Provided entries Start Marker
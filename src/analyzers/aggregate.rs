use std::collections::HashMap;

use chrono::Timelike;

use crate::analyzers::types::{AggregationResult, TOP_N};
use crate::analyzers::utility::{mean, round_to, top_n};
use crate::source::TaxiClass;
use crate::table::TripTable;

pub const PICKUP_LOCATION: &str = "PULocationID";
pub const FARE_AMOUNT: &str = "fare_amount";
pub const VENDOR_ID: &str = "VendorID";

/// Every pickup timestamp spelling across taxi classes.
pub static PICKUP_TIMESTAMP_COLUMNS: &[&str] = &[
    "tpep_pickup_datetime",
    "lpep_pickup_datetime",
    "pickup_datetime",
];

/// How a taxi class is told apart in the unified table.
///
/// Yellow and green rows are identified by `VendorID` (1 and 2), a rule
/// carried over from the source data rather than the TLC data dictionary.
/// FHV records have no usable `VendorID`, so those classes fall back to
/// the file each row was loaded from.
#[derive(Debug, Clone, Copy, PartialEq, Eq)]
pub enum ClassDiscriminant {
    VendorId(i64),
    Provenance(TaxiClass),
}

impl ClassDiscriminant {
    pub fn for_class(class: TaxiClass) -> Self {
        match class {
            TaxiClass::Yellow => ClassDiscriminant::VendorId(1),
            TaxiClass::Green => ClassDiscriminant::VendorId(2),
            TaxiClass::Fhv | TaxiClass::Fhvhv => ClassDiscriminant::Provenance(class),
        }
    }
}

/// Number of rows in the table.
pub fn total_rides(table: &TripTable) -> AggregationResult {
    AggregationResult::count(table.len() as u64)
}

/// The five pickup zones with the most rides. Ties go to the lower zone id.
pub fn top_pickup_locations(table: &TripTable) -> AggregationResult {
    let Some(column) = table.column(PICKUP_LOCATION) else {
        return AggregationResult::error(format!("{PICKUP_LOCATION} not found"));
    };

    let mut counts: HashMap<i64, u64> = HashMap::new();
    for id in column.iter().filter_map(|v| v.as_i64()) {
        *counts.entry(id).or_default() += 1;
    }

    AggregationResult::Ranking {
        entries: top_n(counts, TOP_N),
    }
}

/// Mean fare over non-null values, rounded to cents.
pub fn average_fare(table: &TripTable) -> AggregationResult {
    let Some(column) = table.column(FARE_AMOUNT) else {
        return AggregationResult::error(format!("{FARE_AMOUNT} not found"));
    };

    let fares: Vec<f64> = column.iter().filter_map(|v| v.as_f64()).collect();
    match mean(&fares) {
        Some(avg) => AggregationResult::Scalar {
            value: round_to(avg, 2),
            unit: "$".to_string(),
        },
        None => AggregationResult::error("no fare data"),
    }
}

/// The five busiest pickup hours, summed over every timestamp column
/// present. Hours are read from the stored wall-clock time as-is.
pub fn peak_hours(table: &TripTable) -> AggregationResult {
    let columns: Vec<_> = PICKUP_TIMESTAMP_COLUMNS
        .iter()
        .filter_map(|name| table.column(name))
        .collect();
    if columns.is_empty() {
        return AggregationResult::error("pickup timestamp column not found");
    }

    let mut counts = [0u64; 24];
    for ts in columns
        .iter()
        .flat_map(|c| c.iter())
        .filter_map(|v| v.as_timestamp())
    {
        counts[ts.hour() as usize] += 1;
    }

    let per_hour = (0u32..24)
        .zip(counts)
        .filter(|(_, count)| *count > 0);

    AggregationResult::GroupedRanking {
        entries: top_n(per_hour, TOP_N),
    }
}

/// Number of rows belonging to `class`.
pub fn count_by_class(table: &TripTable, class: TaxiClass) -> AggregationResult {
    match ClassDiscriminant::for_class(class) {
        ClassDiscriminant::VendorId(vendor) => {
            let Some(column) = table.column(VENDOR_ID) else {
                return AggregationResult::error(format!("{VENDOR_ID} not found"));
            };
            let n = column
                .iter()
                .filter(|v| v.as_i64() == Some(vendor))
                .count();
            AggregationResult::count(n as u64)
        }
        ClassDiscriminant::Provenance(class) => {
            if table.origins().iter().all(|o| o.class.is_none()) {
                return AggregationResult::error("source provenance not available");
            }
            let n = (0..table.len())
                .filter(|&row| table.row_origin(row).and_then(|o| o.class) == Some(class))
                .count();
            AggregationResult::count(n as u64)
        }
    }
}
Provided entries End Marker
Provided entries Start Marker
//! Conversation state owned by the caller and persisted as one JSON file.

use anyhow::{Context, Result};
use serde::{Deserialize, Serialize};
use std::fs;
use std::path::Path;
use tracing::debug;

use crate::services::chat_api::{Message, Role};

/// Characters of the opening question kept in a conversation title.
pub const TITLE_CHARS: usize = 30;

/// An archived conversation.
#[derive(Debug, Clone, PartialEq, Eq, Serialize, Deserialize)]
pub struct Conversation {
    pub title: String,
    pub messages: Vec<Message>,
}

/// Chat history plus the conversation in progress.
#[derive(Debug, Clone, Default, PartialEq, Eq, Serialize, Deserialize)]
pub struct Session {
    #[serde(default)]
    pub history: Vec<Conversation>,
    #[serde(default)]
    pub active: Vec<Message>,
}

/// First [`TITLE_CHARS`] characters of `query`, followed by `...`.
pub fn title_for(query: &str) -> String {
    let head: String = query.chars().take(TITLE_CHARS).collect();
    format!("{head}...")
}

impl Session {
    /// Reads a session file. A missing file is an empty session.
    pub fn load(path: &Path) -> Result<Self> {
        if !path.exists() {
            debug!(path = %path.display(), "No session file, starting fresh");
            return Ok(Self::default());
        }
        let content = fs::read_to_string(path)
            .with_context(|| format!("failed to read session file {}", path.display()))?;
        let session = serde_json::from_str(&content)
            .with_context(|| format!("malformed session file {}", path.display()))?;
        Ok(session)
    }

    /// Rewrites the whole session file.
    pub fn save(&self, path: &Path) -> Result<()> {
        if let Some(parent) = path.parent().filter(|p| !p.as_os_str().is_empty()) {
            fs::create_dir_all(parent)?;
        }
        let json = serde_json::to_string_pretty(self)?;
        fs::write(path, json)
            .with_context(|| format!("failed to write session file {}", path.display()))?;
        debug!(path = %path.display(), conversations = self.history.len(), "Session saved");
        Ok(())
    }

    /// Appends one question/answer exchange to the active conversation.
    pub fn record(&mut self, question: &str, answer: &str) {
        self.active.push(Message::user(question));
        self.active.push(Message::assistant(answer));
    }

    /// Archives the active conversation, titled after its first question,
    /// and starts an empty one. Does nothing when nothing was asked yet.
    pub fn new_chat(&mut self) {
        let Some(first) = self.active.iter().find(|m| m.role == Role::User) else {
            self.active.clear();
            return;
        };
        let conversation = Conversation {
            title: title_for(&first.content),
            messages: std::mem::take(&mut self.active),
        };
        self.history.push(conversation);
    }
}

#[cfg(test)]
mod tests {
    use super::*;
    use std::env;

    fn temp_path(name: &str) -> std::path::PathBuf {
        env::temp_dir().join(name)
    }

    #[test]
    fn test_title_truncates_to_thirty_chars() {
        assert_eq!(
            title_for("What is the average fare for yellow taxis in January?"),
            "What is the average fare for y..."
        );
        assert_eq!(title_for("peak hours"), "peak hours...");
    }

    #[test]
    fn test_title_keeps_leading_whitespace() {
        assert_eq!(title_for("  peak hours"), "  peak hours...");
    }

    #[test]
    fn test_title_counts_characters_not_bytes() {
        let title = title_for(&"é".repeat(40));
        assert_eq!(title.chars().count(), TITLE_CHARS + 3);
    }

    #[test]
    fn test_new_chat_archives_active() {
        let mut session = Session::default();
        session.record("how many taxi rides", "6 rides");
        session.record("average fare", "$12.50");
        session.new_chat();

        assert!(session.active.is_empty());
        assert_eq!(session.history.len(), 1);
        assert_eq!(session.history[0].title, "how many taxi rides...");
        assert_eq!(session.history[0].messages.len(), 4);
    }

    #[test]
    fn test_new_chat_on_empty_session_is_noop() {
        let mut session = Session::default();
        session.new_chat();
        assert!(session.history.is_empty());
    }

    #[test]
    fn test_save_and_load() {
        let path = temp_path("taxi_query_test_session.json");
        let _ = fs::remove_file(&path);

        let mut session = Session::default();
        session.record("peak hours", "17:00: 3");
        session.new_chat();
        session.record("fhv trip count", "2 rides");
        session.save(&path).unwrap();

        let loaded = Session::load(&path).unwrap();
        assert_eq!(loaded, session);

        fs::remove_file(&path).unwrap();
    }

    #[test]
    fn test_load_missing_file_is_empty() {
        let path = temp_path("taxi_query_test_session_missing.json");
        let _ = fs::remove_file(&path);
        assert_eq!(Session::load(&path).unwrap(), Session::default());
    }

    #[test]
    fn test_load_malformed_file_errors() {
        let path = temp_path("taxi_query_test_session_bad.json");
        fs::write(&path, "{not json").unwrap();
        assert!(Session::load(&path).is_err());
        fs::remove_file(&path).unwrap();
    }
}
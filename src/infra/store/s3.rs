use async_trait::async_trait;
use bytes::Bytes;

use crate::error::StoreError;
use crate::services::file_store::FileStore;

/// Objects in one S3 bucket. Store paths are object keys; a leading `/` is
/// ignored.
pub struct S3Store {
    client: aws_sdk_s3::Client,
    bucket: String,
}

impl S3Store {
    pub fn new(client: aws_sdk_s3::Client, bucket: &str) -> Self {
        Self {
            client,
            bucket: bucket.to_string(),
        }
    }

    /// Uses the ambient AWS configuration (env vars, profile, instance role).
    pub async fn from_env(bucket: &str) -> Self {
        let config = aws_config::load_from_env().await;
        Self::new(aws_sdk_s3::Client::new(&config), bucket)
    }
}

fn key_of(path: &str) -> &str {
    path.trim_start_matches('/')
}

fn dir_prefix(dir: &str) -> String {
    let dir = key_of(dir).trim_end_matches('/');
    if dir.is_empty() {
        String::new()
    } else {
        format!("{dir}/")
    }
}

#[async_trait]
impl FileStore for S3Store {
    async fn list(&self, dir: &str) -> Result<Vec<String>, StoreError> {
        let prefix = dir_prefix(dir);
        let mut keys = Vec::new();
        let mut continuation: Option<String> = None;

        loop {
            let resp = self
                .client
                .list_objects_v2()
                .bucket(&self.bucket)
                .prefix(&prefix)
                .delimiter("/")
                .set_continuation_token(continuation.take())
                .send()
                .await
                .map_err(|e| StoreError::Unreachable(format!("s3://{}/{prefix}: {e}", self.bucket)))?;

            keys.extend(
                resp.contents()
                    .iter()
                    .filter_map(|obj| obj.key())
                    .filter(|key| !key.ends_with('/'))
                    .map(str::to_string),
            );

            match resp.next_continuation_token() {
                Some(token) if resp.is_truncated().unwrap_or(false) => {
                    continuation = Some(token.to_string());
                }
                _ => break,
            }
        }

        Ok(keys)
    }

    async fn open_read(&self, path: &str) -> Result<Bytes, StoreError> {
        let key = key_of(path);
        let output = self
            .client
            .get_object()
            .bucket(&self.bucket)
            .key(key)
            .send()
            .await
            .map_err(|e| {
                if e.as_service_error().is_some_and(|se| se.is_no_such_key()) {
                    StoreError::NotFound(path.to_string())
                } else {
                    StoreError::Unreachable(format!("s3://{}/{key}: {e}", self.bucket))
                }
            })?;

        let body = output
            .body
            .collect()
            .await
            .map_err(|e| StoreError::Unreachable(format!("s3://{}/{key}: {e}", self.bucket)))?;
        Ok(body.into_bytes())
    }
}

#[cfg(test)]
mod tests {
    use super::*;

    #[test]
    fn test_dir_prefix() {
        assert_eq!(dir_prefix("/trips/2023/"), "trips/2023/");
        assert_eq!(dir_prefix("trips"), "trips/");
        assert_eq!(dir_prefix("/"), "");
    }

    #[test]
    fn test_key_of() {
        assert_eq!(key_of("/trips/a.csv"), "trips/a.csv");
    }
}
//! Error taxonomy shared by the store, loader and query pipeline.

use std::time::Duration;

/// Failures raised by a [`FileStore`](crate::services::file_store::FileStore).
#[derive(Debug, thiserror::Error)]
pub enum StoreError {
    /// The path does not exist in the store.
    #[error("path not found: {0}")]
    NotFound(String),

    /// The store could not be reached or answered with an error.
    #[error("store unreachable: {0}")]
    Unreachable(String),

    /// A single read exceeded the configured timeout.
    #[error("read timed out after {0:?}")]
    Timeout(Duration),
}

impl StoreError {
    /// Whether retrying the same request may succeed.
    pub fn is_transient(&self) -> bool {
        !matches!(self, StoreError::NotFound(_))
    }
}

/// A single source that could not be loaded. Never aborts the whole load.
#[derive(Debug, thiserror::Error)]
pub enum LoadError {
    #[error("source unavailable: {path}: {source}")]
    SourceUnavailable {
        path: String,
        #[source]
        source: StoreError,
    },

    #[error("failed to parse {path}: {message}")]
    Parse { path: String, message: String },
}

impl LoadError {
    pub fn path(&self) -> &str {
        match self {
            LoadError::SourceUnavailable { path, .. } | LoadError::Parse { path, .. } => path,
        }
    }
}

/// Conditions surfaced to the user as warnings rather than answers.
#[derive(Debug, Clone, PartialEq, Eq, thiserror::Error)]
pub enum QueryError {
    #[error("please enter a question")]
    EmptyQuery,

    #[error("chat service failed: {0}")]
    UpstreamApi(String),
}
Provided entries End Marker
Report every line of the material above in which "bucket" appears.

Written answer
/// Objects in one S3 bucket. Store paths are object keys; a leading `/` is
    bucket: String,
    pub fn new(client: aws_sdk_s3::Client, bucket: &str) -> Self {
            bucket: bucket.to_string(),
    pub async fn from_env(bucket: &str) -> Self {
        Self::new(aws_sdk_s3::Client::new(&config), bucket)
                .bucket(&self.bucket)
                .map_err(|e| StoreError::Unreachable(format!("s3://{}/{prefix}: {e}", self.bucket)))?;
            .bucket(&self.bucket)
                    StoreError::Unreachable(format!("s3://{}/{key}: {e}", self.bucket))
            .map_err(|e| StoreError::Unreachable(format!("s3://{}/{key}: {e}", self.bucket)))?;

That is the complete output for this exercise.